As always it's not just the art that was fun to browse. The people were just as compelling, from an intense Dennis Hopper going undercover in tweed and flat-cap to a domestic Jarvis Cocker with his family. Two bright young things in regulation spiky haircuts, 80s jackets and Michael Caine glasses earnestly commented on how pretentious everyone was; while an ageing hipster crossed uncertainly between Jay Jopling and Joe Pasquale valiantly tried to control his more spontaneous designer-clothed offspring; and less established gallerists from Germany or Spain stood forlornly as the crowds resolutely ambled past towards the more recognisable names; at White Cube one client was even treated to his own impromptu show of various Gary Hume American Tan paintings. The air was heavy with aspiration, money & sometimes even art. And still it was the most fun you can have in a tent in Regent's Park.

Saturday 6 October 2007

A Jet Tone Production

Four words from the late nineties that laid out a thrilling paradigm of city life soaked in the neon-lit photography of Chris Doyle & a tantalisingly eclectic pop soundtrack. For me, the films of Wong Kar-Wai still represent those potential possibilities of urban living.
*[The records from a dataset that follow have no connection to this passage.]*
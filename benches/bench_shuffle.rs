//! Criterion benches for the queue hot paths and the table pipelines.

use std::hint::black_box;

use criterion::{criterion_group, criterion_main, Criterion, Throughput};

use sluice::queue::{BatchedRing, QueueConsumer, QueueProducer, SectionQueue, ShuffleQueue};
use sluice::{HashKind, PartitionedTable};

fn bench_queue_roundtrip<Q: ShuffleQueue>(c: &mut Criterion, name: &str) {
    let mut group = c.benchmark_group(name);
    const BATCH: u64 = 1024;
    group.throughput(Throughput::Elements(BATCH));
    group.bench_function("enqueue_dequeue_1k", |b| {
        let (mut tx, mut rx) = Q::pair(2048).unwrap();
        b.iter(|| {
            for k in 1..=BATCH {
                while tx.enqueue(black_box(k)).is_err() {}
            }
            for _ in 0..BATCH {
                while rx.dequeue().is_err() {}
            }
        });
    });
    group.finish();
}

fn bench_table_insert(c: &mut Criterion) {
    let keys: Vec<u64> = (1..=10_000u64).map(|k| (k % 4096) + 1).collect();
    let mut group = c.benchmark_group("table");
    group.throughput(Throughput::Elements(keys.len() as u64));

    group.bench_function("insert_batch_pipelined", |b| {
        b.iter(|| {
            let mut t = PartitionedTable::new(16_384, 0, HashKind::Xxh3, 64, false, false).unwrap();
            t.insert_batch(black_box(&keys));
            t.flush_inserts();
            black_box(t.fill())
        });
    });

    group.bench_function("insert_one_scalar", |b| {
        b.iter(|| {
            let mut t = PartitionedTable::new(16_384, 0, HashKind::Xxh3, 64, false, false).unwrap();
            for &k in &keys {
                t.insert_one(black_box(k));
            }
            black_box(t.fill())
        });
    });

    group.finish();
}

fn bench_queues(c: &mut Criterion) {
    bench_queue_roundtrip::<BatchedRing>(c, "batched_ring");
    bench_queue_roundtrip::<SectionQueue>(c, "section_queue");
}

criterion_group!(benches, bench_queues, bench_table_insert);
criterion_main!(benches);
//! SPSC shuffle queues.
//!
//! Two interchangeable ring variants move keys from producers to the
//! partition-owning consumers:
//!
//! - [`BatchedRing`] amortizes ownership checks by reserving slot runs
//!   and backtracking over shrinking probe distances when starved.
//! - [`SectionQueue`] hands ownership over in cacheline-sized sections
//!   guarded by one control word each.
//!
//! Both expose the same capability set through [`ShuffleQueue`]; the
//! variant is picked at startup and monomorphized per thread, so the
//! hot path never goes through a vtable.
//!
//! ## Contract
//!
//! - Payload 0 is reserved as the empty sentinel and must never be
//!   enqueued; [`crate::constants::TERMINATOR`] is reserved for
//!   completion signaling.
//! - `enqueue`/`dequeue` never block: `Err(Retry)` is ordinary
//!   backpressure and the caller loops.
//! - FIFO holds per (producer, consumer) pair; nothing is ordered
//!   across pairs.

pub mod bqueue;
pub mod matrix;
pub mod section;

pub use bqueue::{BatchedRing, BqConsumer, BqProducer};
pub use matrix::QueueMatrix;
pub use section::{SectionConsumer, SectionProducer, SectionQueue};

use crate::error::{Result, Retry};

/// Producer-side handle of one SPSC queue. Exactly one thread may own it.
pub trait QueueProducer: Send + 'static {
    /// Publish one nonzero key. `Err(Retry)` means the ring is full
    /// from the producer's vantage.
    fn enqueue(&mut self, value: u64) -> std::result::Result<(), Retry>;

    /// Send the terminator, spinning through backpressure until it is
    /// in the ring.
    fn push_done(&mut self);

    /// Failed enqueue attempts so far.
    fn failed_enqueues(&self) -> u64;
}

/// Consumer-side handle of one SPSC queue. Exactly one thread may own it.
pub trait QueueConsumer: Send + 'static {
    /// Take the oldest key. `Err(Retry)` means the ring is empty.
    fn dequeue(&mut self) -> std::result::Result<u64, Retry>;

    /// Acknowledge the producer's terminator.
    fn pop_done(&mut self);

    /// Failed dequeue attempts so far.
    fn failed_dequeues(&self) -> u64;

    /// True if every slot of the ring holds the empty sentinel.
    fn is_drained(&self) -> bool;

    /// Bind the shared data ring to the calling thread's NUMA node.
    /// The consumer reads the majority of the traffic, so its node
    /// hosts the pages. No-op where binding is unavailable.
    fn bind_local(&self) {}
}

/// A queue variant: constructor plus the two side handles.
pub trait ShuffleQueue: 'static {
    type Producer: QueueProducer;
    type Consumer: QueueConsumer;

    /// Allocate one ring of `capacity` slots and split it into its two
    /// single-owner sides.
    fn pair(capacity: usize) -> Result<(Self::Producer, Self::Consumer)>;
}
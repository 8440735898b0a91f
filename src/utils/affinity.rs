//! Thread-to-CPU pinning.

use crate::error::{Result, SluiceError};

/// Pin the calling thread to a specific CPU.
#[cfg(target_os = "linux")]
pub fn pin_to_cpu(cpu: usize) -> Result<()> {
    use libc::{cpu_set_t, sched_setaffinity, CPU_SET, CPU_ZERO};
    use std::mem;

    unsafe {
        let mut cpuset: cpu_set_t = mem::zeroed();
        CPU_ZERO(&mut cpuset);
        CPU_SET(cpu, &mut cpuset);
        if sched_setaffinity(0, mem::size_of::<cpu_set_t>(), &cpuset) != 0 {
            return Err(SluiceError::Io(std::io::Error::last_os_error()));
        }
    }
    Ok(())
}

#[cfg(not(target_os = "linux"))]
pub fn pin_to_cpu(_cpu: usize) -> Result<()> {
    Ok(())
}

#[cfg(test)]
mod tests {
    use super::*;

    #[test]
    fn test_pin_does_not_panic() {
        // restricted cpusets may refuse specific ids; the call must
        // report, not panic
        let _ = pin_to_cpu(0);
    }
}
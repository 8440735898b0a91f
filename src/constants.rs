//! Tuning constants and reserved values used throughout the engine.

/// Cache line size for alignment optimizations (64 bytes on most modern CPUs)
pub const CACHE_LINE_SIZE: usize = 64;

/// Default ring length in slots (must be a power of 2)
pub const DEFAULT_QUEUE_SIZE: u32 = 2048;

/// Slots reserved per producer batch on the batched ring
pub const PROD_BATCH_SIZE: u32 = 512;

/// Probe distance the consumer starts backtracking from
pub const CONS_BATCH_SIZE: u32 = 512;

/// Granularity of the producer's shrinking reservation probe
pub const BATCH_INCREMENT: u32 = PROD_BATCH_SIZE / 2;

/// Cycles a consumer burns after a fully failed backtrack
pub const CONS_CONGESTION_PENALTY: u64 = 500;

/// Reserved ring payload signaling producer completion
pub const TERMINATOR: u64 = 0xD221_AB45_D221_AB45;

/// Reserved "no data" value for ring slots
pub const EMPTY_SLOT: u64 = 0;

/// Reserved "empty bucket" key for hash-table entries
pub const EMPTY_KEY: u64 = 0;

/// Slots per section of the section queue (one 64-byte payload unit)
pub const SECTION_SLOTS: u32 = 4;

/// Default depth of the hash-table prefetch pipelines (power of 2)
pub const DEFAULT_PREFETCH_QUEUE_SIZE: u32 = 64;

/// 16-byte entries per 64-byte cache line
pub const ENTRIES_PER_CACHELINE: usize = 4;

/// Keys a consumer pulls from one queue before rotating to the next
pub const CONSUMER_BATCH: usize = 16;

/// Keys buffered per partition before a batched find is issued
pub const FIND_BATCH_LENGTH: usize = 32;

/// Default total hash capacity for the demo binary
pub const DEFAULT_HT_SIZE: u64 = 1 << 20;

/// Validate that all constants are properly configured
pub fn validate_constants() -> std::result::Result<(), &'static str> {
    if !DEFAULT_QUEUE_SIZE.is_power_of_two() {
        return Err("DEFAULT_QUEUE_SIZE must be a power of 2");
    }
    if !PROD_BATCH_SIZE.is_power_of_two() || !CONS_BATCH_SIZE.is_power_of_two() {
        return Err("batch sizes must be powers of 2");
    }
    if BATCH_INCREMENT == 0 {
        return Err("BATCH_INCREMENT must be greater than 0");
    }
    if !SECTION_SLOTS.is_power_of_two() {
        return Err("SECTION_SLOTS must be a power of 2");
    }
    if !DEFAULT_PREFETCH_QUEUE_SIZE.is_power_of_two() {
        return Err("DEFAULT_PREFETCH_QUEUE_SIZE must be a power of 2");
    }
    if CACHE_LINE_SIZE == 0 || !CACHE_LINE_SIZE.is_power_of_two() {
        return Err("CACHE_LINE_SIZE must be a power of 2");
    }
    if TERMINATOR == EMPTY_SLOT {
        return Err("TERMINATOR must differ from the empty sentinel");
    }
    Ok(())
}

#[cfg(test)]
mod tests {
    use super::*;

    #[test]
    fn test_constants_validation() {
        assert!(validate_constants().is_ok());
    }

    #[test]
    fn test_ring_sizes_are_powers_of_two() {
        assert!(DEFAULT_QUEUE_SIZE.is_power_of_two());
        assert!(PROD_BATCH_SIZE.is_power_of_two());
        assert!(SECTION_SLOTS.is_power_of_two());
    }

    #[test]
    fn test_entries_fill_a_cache_line() {
        assert_eq!(ENTRIES_PER_CACHELINE * 16, CACHE_LINE_SIZE);
    }
}
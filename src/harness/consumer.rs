//! Consumer hot loop: drain the owned column round-robin, count keys
//! into the owned partition, stop after every producer terminated.

use tracing::{debug, warn};

use crate::constants::{CONSUMER_BATCH, TERMINATOR};
use crate::ht::PartitionedTable;
use crate::queue::{QueueConsumer, ShuffleQueue};
use crate::stats::ShardStats;
use crate::utils::affinity::pin_to_cpu;
use crate::utils::time::cycles;

use super::RunBarrier;

/// Body of one consumer thread. Returns the filled partition together
/// with the shard counters (shard id is `n_prod + cons_id`, assigned
/// by the caller through the table).
pub(crate) fn consumer_loop<Q: ShuffleQueue>(
    cons_id: usize,
    cpu: u32,
    mut queues: Vec<Q::Consumer>,
    mut table: PartitionedTable,
    no_prefetch: bool,
    barrier: &RunBarrier,
) -> (PartitionedTable, ShardStats) {
    let n_prod = queues.len();
    let mut stats = ShardStats::new(table.shard_id());

    if let Err(e) = pin_to_cpu(cpu as usize) {
        warn!(cons_id, cpu, error = %e, "could not pin consumer");
    }
    // reader-majority placement: pull the shared rings onto this node
    for queue in &queues {
        queue.bind_local();
    }

    barrier.consumer_ready();
    debug!(cons_id, cpu, n_prod, "consumer running");
    let start = cycles();

    let mut active: u64 = if n_prod == 64 { u64::MAX } else { (1u64 << n_prod) - 1 };
    let mut finished = 0usize;
    let mut batch: Vec<u64> = Vec::with_capacity(CONSUMER_BATCH);
    let mut prod_id = 0usize;

    while finished < n_prod {
        if active & (1 << prod_id) != 0 {
            let queue = &mut queues[prod_id];
            for _ in 0..CONSUMER_BATCH {
                match queue.dequeue() {
                    Err(_) => break,
                    Ok(TERMINATOR) => {
                        queue.pop_done();
                        active &= !(1 << prod_id);
                        finished += 1;
                        break;
                    }
                    Ok(key) => {
                        stats.num_inserts += 1;
                        if no_prefetch {
                            table.insert_one(key);
                        } else {
                            batch.push(key);
                            if batch.len() == CONSUMER_BATCH {
                                table.insert_batch(&batch);
                                batch.clear();
                            }
                        }
                    }
                }
            }
            // submit whatever this queue visit produced before moving on
            if !batch.is_empty() {
                table.insert_batch(&batch);
                batch.clear();
            }
        }
        prod_id += 1;
        if prod_id == n_prod {
            prod_id = 0;
        }
    }

    table.flush_inserts();
    stats.dequeue_cycles = cycles().wrapping_sub(start);
    stats.deq_retries = queues.iter().map(|q| q.failed_dequeues()).sum();

    // every producer signaled done, so the column must be fully drained
    debug_assert!(queues.iter().all(|q| q.is_drained()));

    debug!(
        cons_id,
        inserted = stats.num_inserts,
        fill = table.fill(),
        retries = stats.deq_retries,
        "consumer finished"
    );
    (table, stats)
}
impl Pipeline {
    fn new(depth: usize) -> Self {
        assert!(depth.is_power_of_two());
        Self {
            probes: vec![Probe::default(); depth].into_boxed_slice(),
            head: 0,
            len: 0,
        }
    }

    #[inline(always)]
    fn capacity(&self) -> usize {
        self.probes.len()
    }

    #[inline(always)]
    fn is_full(&self) -> bool {
        self.len == self.capacity()
    }

    #[inline(always)]
    fn is_empty(&self) -> bool {
        self.len == 0
    }

    /// Room for a reprobe without starving the next submit.
    #[inline(always)]
    fn has_reprobe_room(&self) -> bool {
        self.len + 1 < self.capacity()
    }

    #[inline(always)]
    fn push(&mut self, p: Probe) {
        debug_assert!(!self.is_full());
        let mask = self.capacity() - 1;
        self.probes[(self.head + self.len) & mask] = p;
        self.len += 1;
    }

    #[inline(always)]
    fn pop(&mut self) -> Option<Probe> {
        if self.len == 0 {
            return None;
        }
        let mask = self.capacity() - 1;
        let p = self.probes[self.head & mask];
        self.head = self.head.wrapping_add(1);
        self.len -= 1;
        Some(p)
    }
}

/// One consumer's open-addressed counting table.
pub struct PartitionedTable {
    map: MmapMut,
    capacity: usize,
    mask: usize,
    occupied: usize,
    shard_id: u32,
    hash_kind: HashKind,
    wide_probe: bool,
    insert_q: Pipeline,
    find_q: Pipeline,
}

impl PartitionedTable {
    /// Allocate a zeroed table of at least `min_capacity` entries
    /// (rounded up to a power of two).
    pub fn new(
        min_capacity: u64,
        shard_id: u32,
        hash_kind: HashKind,
        prefetch_depth: u32,
        wide_probe: bool,
        huge_pages: bool,
    ) -> Result<Self> {
        let capacity = (min_capacity.max(ENTRIES_PER_CACHELINE as u64) as usize).next_power_of_two();
        let bytes = capacity * std::mem::size_of::<Entry>();
        let map = MmapMut::map_anon(bytes).map_err(|e| {
            SluiceError::resource(format!("table mapping of {bytes} bytes failed: {e}"))
        })?;
        if huge_pages {
            advise_huge(&map);
        }
        debug!(shard_id, capacity, bytes, "table allocated");
        Ok(Self {
            map,
            capacity,
            mask: capacity - 1,
            occupied: 0,
            shard_id,
            hash_kind,
            wide_probe,
            insert_q: Pipeline::new(prefetch_depth.max(1) as usize),
            find_q: Pipeline::new(prefetch_depth.max(1) as usize),
        })
    }

    pub fn capacity(&self) -> usize {
        self.capacity
    }

    pub fn shard_id(&self) -> u32 {
        self.shard_id
    }

    /// Distinct keys installed so far. Never decreases.
    pub fn fill(&self) -> usize {
        self.occupied
    }

    #[inline(always)]
    fn entry_ptr(&mut self, idx: usize) -> *mut Entry {
        unsafe { (self.map.as_mut_ptr() as *mut Entry).add(idx & self.mask) }
    }

    #[inline(always)]
    fn entry(&self, idx: usize) -> &Entry {
        unsafe { &*(self.map.as_ptr() as *const Entry).add(idx & self.mask) }
    }

    #[inline(always)]
    fn prefetch(&self, idx: usize) {
        let ptr = unsafe { (self.map.as_ptr() as *const Entry).add(idx & self.mask) };
        #[cfg(target_arch = "x86_64")]
        unsafe {
            std::arch::x86_64::_mm_prefetch(ptr as *const i8, std::arch::x86_64::_MM_HINT_T0);
        }
        #[cfg(target_arch = "aarch64")]
        unsafe {
            std::arch::asm!(
                "prfm pldl1keep, [{ptr}]",
                ptr = in(reg) ptr,
                options(nostack)
            );
        }
        #[cfg(not(any(target_arch = "x86_64", target_arch = "aarch64")))]
        let _ = ptr;
    }

    #[inline(always)]
    fn bucket_of(&self, key: u64) -> usize {
        hash_key(self.hash_kind, key) as usize & self.mask
    }

    /// Insert one key with a plain linear walk, no pipeline.
    pub fn insert_one(&mut self, key: u64) {
        debug_assert_ne!(key, EMPTY_KEY, "0 is reserved as the empty-bucket key");
        let mut idx = self.bucket_of(key);
        loop {
            let e = unsafe { &mut *self.entry_ptr(idx) };
            if e.is_empty() {
                e.key = key;
                e.count = 1;
                self.occupied += 1;
                debug_assert!(self.occupied <= self.capacity, "table overfilled");
                return;
            }
            if e.key == key {
                e.count += 1;
                return;
            }
            idx = (idx + 1) & self.mask;
        }
    }

    /// Submit a batch of keys through the prefetch pipeline. Callers
    /// must [`flush_inserts`](Self::flush_inserts) before reading the
    /// table.
    pub fn insert_batch(&mut self, keys: &[u64]) {
        for &key in keys {
            if self.insert_q.is_full() {
                self.drain_one_insert();
            }
            self.submit_insert(key);
        }
    }

    /// Empty the insert pipeline.
    pub fn flush_inserts(&mut self) {
        while !self.insert_q.is_empty() {
            self.drain_one_insert();
        }
    }

    #[inline(always)]
    fn submit_insert(&mut self, key: u64) {
        debug_assert_ne!(key, EMPTY_KEY, "0 is reserved as the empty-bucket key");
        let idx = self.bucket_of(key);
        self.prefetch(idx);
        self.insert_q.push(Probe { key, idx });
    }

    /// Retire the oldest pending insert probe. Collisions continue
    /// within the current cache line; a probe that crosses into the
    /// next line goes back into the pipeline behind a fresh prefetch
    /// when there is room, and completes inline otherwise.
    fn drain_one_insert(&mut self) {
        let Some(p) = self.insert_q.pop() else { return };
        if self.wide_probe {
            self.probe_line_insert(p);
        } else {
            self.probe_scalar_insert(p);
        }
    }

    fn probe_scalar_insert(&mut self, mut p: Probe) {
        loop {
            let e = unsafe { &mut *self.entry_ptr(p.idx) };
            if e.is_empty() {
                e.key = p.key;
                e.count = 1;
                self.occupied += 1;
                debug_assert!(self.occupied <= self.capacity, "table overfilled");
                return;
            }
            if e.key == p.key {
                e.count += 1;
                return;
            }
            p.idx = (p.idx + 1) & self.mask;
            if p.idx & (ENTRIES_PER_CACHELINE - 1) == 0 && self.insert_q.has_reprobe_room() {
                self.prefetch(p.idx);
                self.insert_q.push(p);
                return;
            }
        }
    }

    /// Cacheline-wide probe: inspect every remaining entry of the
    /// probe's line at once, act on the first match or empty, and
    /// re-enter the pipeline at the next line boundary only if the
    /// whole line was foreign. Final table contents are identical to
    /// the scalar path.
    fn probe_line_insert(&mut self, mut p: Probe) {
        loop {
            let base = p.idx & !(ENTRIES_PER_CACHELINE - 1);
            let first = p.idx - base;
            let mut hit = None;
            for i in first..ENTRIES_PER_CACHELINE {
                let e = self.entry(base + i);
                if e.key == p.key || e.is_empty() {
                    hit = Some(base + i);
                    break;
                }
            }
            if let Some(idx) = hit {
                let e = unsafe { &mut *self.entry_ptr(idx) };
                if e.is_empty() {
                    e.key = p.key;
                    e.count = 1;
                    self.occupied += 1;
                    debug_assert!(self.occupied <= self.capacity, "table overfilled");
                } else {
                    e.count += 1;
                }
                return;
            }
            p.idx = (base + ENTRIES_PER_CACHELINE) & self.mask;
            if self.insert_q.has_reprobe_room() {
                self.prefetch(p.idx);
                self.insert_q.push(p);
                return;
            }
        }
    }

    /// Look up one key with a plain linear walk.
    pub fn find_one(&self, key: u64) -> Option<u64> {
        let mut idx = hash_key(self.hash_kind, key) as usize & self.mask;
        for _ in 0..self.capacity {
            let e = self.entry(idx);
            if e.is_empty() {
                return None;
            }
            if e.key == key {
                return Some(e.count);
            }
            idx = (idx + 1) & self.mask;
        }
        None
    }

    /// Pipelined lookup of a key batch. Hits append `(key, count)` to
    /// `out`; the return value is the number of hits, misses are the
    /// rest.
    pub fn find_batch(&mut self, keys: &[u64], out: &mut Vec<(u64, u64)>) -> u64 {
        let mut hits = 0;
        for &key in keys {
            if self.find_q.is_full() {
                hits += self.drain_one_find(out);
            }
            let idx = self.bucket_of(key);
            self.prefetch(idx);
            self.find_q.push(Probe { key, idx });
        }
        while !self.find_q.is_empty() {
            hits += self.drain_one_find(out);
        }
        hits
    }

    fn drain_one_find(&mut self, out: &mut Vec<(u64, u64)>) -> u64 {
        let Some(mut p) = self.find_q.pop() else {
            return 0;
        };
        loop {
            let e = self.entry(p.idx);
            if e.is_empty() {
                return 0;
            }
            if e.key == p.key {
                out.push((p.key, e.count));
                return 1;
            }
            p.idx = (p.idx + 1) & self.mask;
            if p.idx & (ENTRIES_PER_CACHELINE - 1) == 0 && self.find_q.has_reprobe_room() {
                self.prefetch(p.idx);
                self.find_q.push(p);
                // the requeued probe resolves on a later drain
                return 0;
            }
        }
    }

    /// Occupied entries in slot order.
    pub fn iter_occupied(&self) -> impl Iterator<Item = (u64, u64)> + '_ {
        (0..self.capacity).filter_map(move |i| {
            let e = self.entry(i);
            if e.is_empty() {
                None
            } else {
                Some((e.key, e.count))
            }
        })
    }

    /// Largest count in the table.
    pub fn max_count(&self) -> u64 {
        self.iter_occupied().map(|(_, c)| c).max().unwrap_or(0)
    }

    /// Write `key count` lines for every occupied slot to
    /// `{prefix}{shard_id}`.
    pub fn dump_to_file(&self, prefix: &Path) -> Result<()> {
        let path = {
            let mut s = prefix.as_os_str().to_os_string();
            s.push(self.shard_id.to_string());
            std::path::PathBuf::from(s)
        };
        let mut w = BufWriter::new(File::create(&path)?);
        for (key, count) in self.iter_occupied() {
            writeln!(w, "{key} {count}")?;
        }
        w.flush()?;
        debug!(shard = self.shard_id, path = %path.display(), entries = self.fill(), "table dumped");
        Ok(())
    }
}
And although I've yet to meet a hitman who's the object of unrequited passion, a cop so quite obsessed by tinned pineapple, or even a Chinese femme fatale in a blonde wig, I'm still holding out for such encounters. The city is where it happens. As Dylan Moran once said, it's just a much more likely place for conversation and cafes. Galleries, cinemas, theatres, museums and delicatessens too, come to that. That's not at all to say the countryside is bereft of meaning (it's sublime in Poussin's history paintings, the recent films of Zhang Yimou, and glimpsed fleetingly in dappled roseate sunlight through the dusty windows of a high-speed train), but all that implied hiking & shorts-wearing feels like a strange lack of imagination when you can have 37 types of falafel and browse insouciantly in a record shop. And when you can eat ice-cream with strangers in the wee small hours as The Cranberries pump out from a 24-hour cafe. Yes, those four words show the way it can be.